Cozze triestine tossiche, 14 indagati Si sospetta che siano cancerogene
Gli esperti hanno riscontrato la presenza di acido okadaico, sostanza nociva. Le conclusioni di Guariniello sui mitili triestini che avevano intossicato 150 persone. "Le cozze avariate sono anche cancerogene"
Coltivazioni di cozze nel golfo triestino
TRIESTE
. Si chiama acido okadaico e può provocare tumori. Tracce di questa sostanza sono state trovate assieme alle tossine Dsp all’interno delle cozze che il 18 settembre dello scorso anno avevano mandato all’ospedale non meno di 150 persone tra Piemonte e Valle d’Aosta.
Le cozze ”incriminate” provenivano dal golfo di Trieste. Che all’interno dei mitili ci sia stato l’acido okadaico emerge dalla perizia che è stata depositata nell’ufficio del procuratore di Torino Raffaele Guariniello, il magistrato che coordina le indagini affidate ai carabinieri del Nas di Torino.
Secondo il consulente «l’acido supera la barriera dello stomaco, raggiunge l’intestino, viene assorbito nel sangue, si deposita in polmoni e fegato». Oltre a provocare subito «diarrea, nausea, vomito e dolori addominali», può avere effetti a lunga distanza, ovvero «favorire lo sviluppo di neoplasie, in quanto stimola l’ossidazione dei grassi e ha effetti citotossici: può uccidere cellule umane a partire da quelle della mucosa intestinale».
Indagate a vario titolo sono 14 persone. Di queste si conosce solo il nome di Italo Minca, 60 anni, l’amministratore della cooperativa «Colmi seconda» del Villaggio del Pescatore, la prima struttura a finire nel mirino degli inquirenti. È corretto precisare che non ha nulla a che fare con l’Ittiturismo gestito dai fratelli Franco e Mario Minca.

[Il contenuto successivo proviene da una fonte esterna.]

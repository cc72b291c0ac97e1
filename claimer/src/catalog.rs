//! Offer catalog: the ordered list of offers to process in one run.

use std::time::Duration;

use anyhow::anyhow;
use tracing::{debug, info, instrument, warn};

use crate::core::filter::{ExclusionRules, resolve_offers, to_offer};
use crate::core::types::{ClaimStatus, Offer};
use crate::error::EngineResult;
use crate::io::config::ProviderConfig;
use crate::io::driver::{PageDriver, within};
use crate::io::ledger::Ledger;
use crate::session::Session;

pub struct Catalog {
    base_url: Option<String>,
    rules: ExclusionRules,
    skip_resolved: bool,
    step_timeout: Duration,
}

impl Catalog {
    pub fn new(provider: &ProviderConfig, step_timeout: Duration) -> anyhow::Result<Self> {
        Ok(Self {
            base_url: provider.base_url.clone(),
            rules: provider.exclusion_rules()?,
            skip_resolved: provider.skip_resolved,
            step_timeout,
        })
    }

    /// Enumerate, canonicalize and filter the provider's current offers.
    ///
    /// A listing that does not answer within the step timeout aborts the run:
    /// without a catalog there is nothing to claim.
    #[instrument(skip_all, fields(provider = %session.provider()))]
    pub async fn list_offers(
        &self,
        driver: &mut dyn PageDriver,
        session: &Session,
        ledger: &Ledger,
    ) -> EngineResult<Vec<Offer>> {
        let step = self.step_timeout;
        let raw = within(step, driver.list_candidate_offers(step))
            .await?
            .ok_or_else(|| anyhow!("offer listing did not answer within {step:?}"))?;

        let resolved = resolve_offers(&raw, self.base_url.as_deref(), &self.rules);
        for rejected in &resolved.rejected {
            debug!(title = %rejected.title, url = %rejected.url, reason = %rejected.reason, "offer dropped");
        }

        let offers: Vec<Offer> = resolved
            .offers
            .into_iter()
            .filter(|offer| {
                let known = ledger.status(session.user(), &offer.id);
                let skip = self.skip_resolved
                    && matches!(known, Some(ClaimStatus::Claimed | ClaimStatus::Existed));
                if skip {
                    debug!(offer_id = %offer.id, status = ?known, "already resolved, skipping");
                }
                !skip
            })
            .collect();
        info!(candidates = raw.len(), offers = offers.len(), "catalog resolved");
        Ok(offers)
    }

    /// `[base, offer]` for a dependent offer, or `None` when no usable base is known.
    #[instrument(skip_all, fields(offer_id = %offer.id))]
    pub async fn expand(&self, driver: &mut dyn PageDriver, offer: &Offer) -> Option<[Offer; 2]> {
        let base = match within(self.step_timeout, driver.base_offer(offer)).await {
            Ok(Some(Some(raw))) => raw,
            Ok(Some(None)) => {
                debug!("driver knows no base offer");
                return None;
            }
            Ok(None) => {
                warn!("base offer lookup timed out");
                return None;
            }
            Err(err) => {
                warn!(err = %format!("{err:#}"), "base offer lookup failed");
                return None;
            }
        };
        let Some(base) = to_offer(&base, self.base_url.as_deref()) else {
            warn!(url = %base.url, "base offer has no stable id");
            return None;
        };
        if base.id == offer.id {
            warn!("base offer refers to the offer itself");
            return None;
        }
        Some([base, offer.clone()])
    }
}

#[cfg(test)]
mod tests {
    use super::*;
    use crate::core::transitions::Observation;
    use crate::test_support::{ScriptedDriver, raw_offer};
    use chrono::Utc;

    fn session() -> Session {
        Session::new("store")
    }

    #[tokio::test]
    async fn lists_filtered_offers_in_catalog_order() {
        let provider = ProviderConfig {
            exclude_title_suffixes: vec!["Demo".to_string()],
            base_url: Some("https://s.example".to_string()),
            ..ProviderConfig::default()
        };
        let catalog = Catalog::new(&provider, Duration::from_secs(5)).expect("catalog");
        let mut driver = ScriptedDriver::new().offers(vec![
            raw_offer("b", "Beta"),
            raw_offer("a-demo", "Alpha Demo"),
            raw_offer("a", "Alpha"),
        ]);
        let temp = tempfile::tempdir().expect("tempdir");
        let ledger = Ledger::open(&temp.path().join("store.json")).expect("ledger");

        let offers = catalog
            .list_offers(&mut driver, &session(), &ledger)
            .await
            .expect("offers");
        let ids: Vec<&str> = offers.iter().map(|o| o.id.as_str()).collect();
        assert_eq!(ids, vec!["b", "a"]);
    }

    #[tokio::test]
    async fn skip_resolved_drops_known_offers() {
        let provider = ProviderConfig {
            skip_resolved: true,
            ..ProviderConfig::default()
        };
        let catalog = Catalog::new(&provider, Duration::from_secs(5)).expect("catalog");
        let temp = tempfile::tempdir().expect("tempdir");
        let mut ledger = Ledger::open(&temp.path().join("store.json")).expect("ledger");
        let mut driver = ScriptedDriver::new().offers(vec![raw_offer("a", "A"), raw_offer("b", "B")]);
        let owned = to_offer(&raw_offer("a", "A"), None).expect("offer");
        ledger.record_observation("default", &owned, Observation::Owned, Utc::now());

        let offers = catalog
            .list_offers(&mut driver, &session(), &ledger)
            .await
            .expect("offers");
        assert_eq!(offers.len(), 1);
        assert_eq!(offers[0].id, "b");
    }

    #[tokio::test(start_paused = true)]
    async fn hanging_listing_is_an_error() {
        let catalog = Catalog::new(&ProviderConfig::default(), Duration::from_secs(5)).expect("catalog");
        let temp = tempfile::tempdir().expect("tempdir");
        let ledger = Ledger::open(&temp.path().join("store.json")).expect("ledger");
        let mut driver = ScriptedDriver::new().hang_listing();
        let err = catalog
            .list_offers(&mut driver, &session(), &ledger)
            .await
            .expect_err("timeout");
        assert!(err.to_string().contains("did not answer"));
    }

    #[tokio::test]
    async fn expand_puts_base_first_and_rejects_self_reference() {
        let catalog = Catalog::new(&ProviderConfig::default(), Duration::from_secs(5)).expect("catalog");
        let dlc = to_offer(&raw_offer("dlc", "DLC"), None).expect("offer");
        let mut driver = ScriptedDriver::new()
            .base("dlc", raw_offer("base", "Base"))
            .base("loop", raw_offer("loop", "Loop"));

        let [base, dependent] = catalog.expand(&mut driver, &dlc).await.expect("expanded");
        assert_eq!(base.id, "base");
        assert_eq!(dependent.id, "dlc");

        let looped = to_offer(&raw_offer("loop", "Loop"), None).expect("offer");
        assert!(catalog.expand(&mut driver, &looped).await.is_none());
        let unknown = to_offer(&raw_offer("x", "X"), None).expect("offer");
        assert!(catalog.expand(&mut driver, &unknown).await.is_none());
    }
}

«Al momento non possiamo rivelare i nomi degli altri indagati perché devono ancora essere interrogati», ha dichiarato nel pomeriggio il pm Guariniello. Non ha voluto aggiungere altro. Si sa solo che sotto la lente sono finiti coltivatori, raccoglitori e commercianti di Trieste, Monfalcone, Grado e Ariano nel Polesine. Devono rispondere, oltre che di distribuzione di alimenti pericolosi, anche di inosservanza dei provvedimenti dell'autorità.
In un caso, quello relativo a Minca, il pm Guariniello procede per falso perchè - stando alle indagini - l’accusato aveva sostenuto di avere raccolto i mitili due giorni prima del blocco.
Infatti secondo le indagini la «Colmi seconda» avrebbe prelevato successivamente allo stop ordinato dall’Azienda sanitaria i mitili dalla zona ”09Ts”. L’area era stata dichiarata off-limits dal servizio veterinario dell’Ass lo scorso 31 agosto. Per riuscire a bypassare il divieto, secondo l’accusa, la cooperativa avrebbe modificato le date stampate sulle confezioni. Una contraffazione sui certificati relativi alla provenienza, che avrebbe finito poi per trarre in inganno i grossisti e i distributori. Un trucco che il pm Guariniello aveva fin da subito ipotizzato.
In un mese di indagini i carabinieri del Nas di Torio in collaborazione con i colleghi di Udine avevano ricostruito l’itinerario delle cozze dal Villaggio del Pescatore fino in Piemonte. In pratica, in forza dei certificati contraffatti, le cozze pescate nelle zone vietate erano state depositate nella struttura di Rovigo e poi inviate a Torino dove una prima partita era stata venduta al mercato del pesce. Poi ne erano arrivate altre.
Ora dopo i risultati della perizia disposta dalla procura di Torino è emersa la presenza anche dell’acido okadaico che gli studiosi ritengono sia un promotore tumorale al centro di numerose ricerche degli ultimi anni.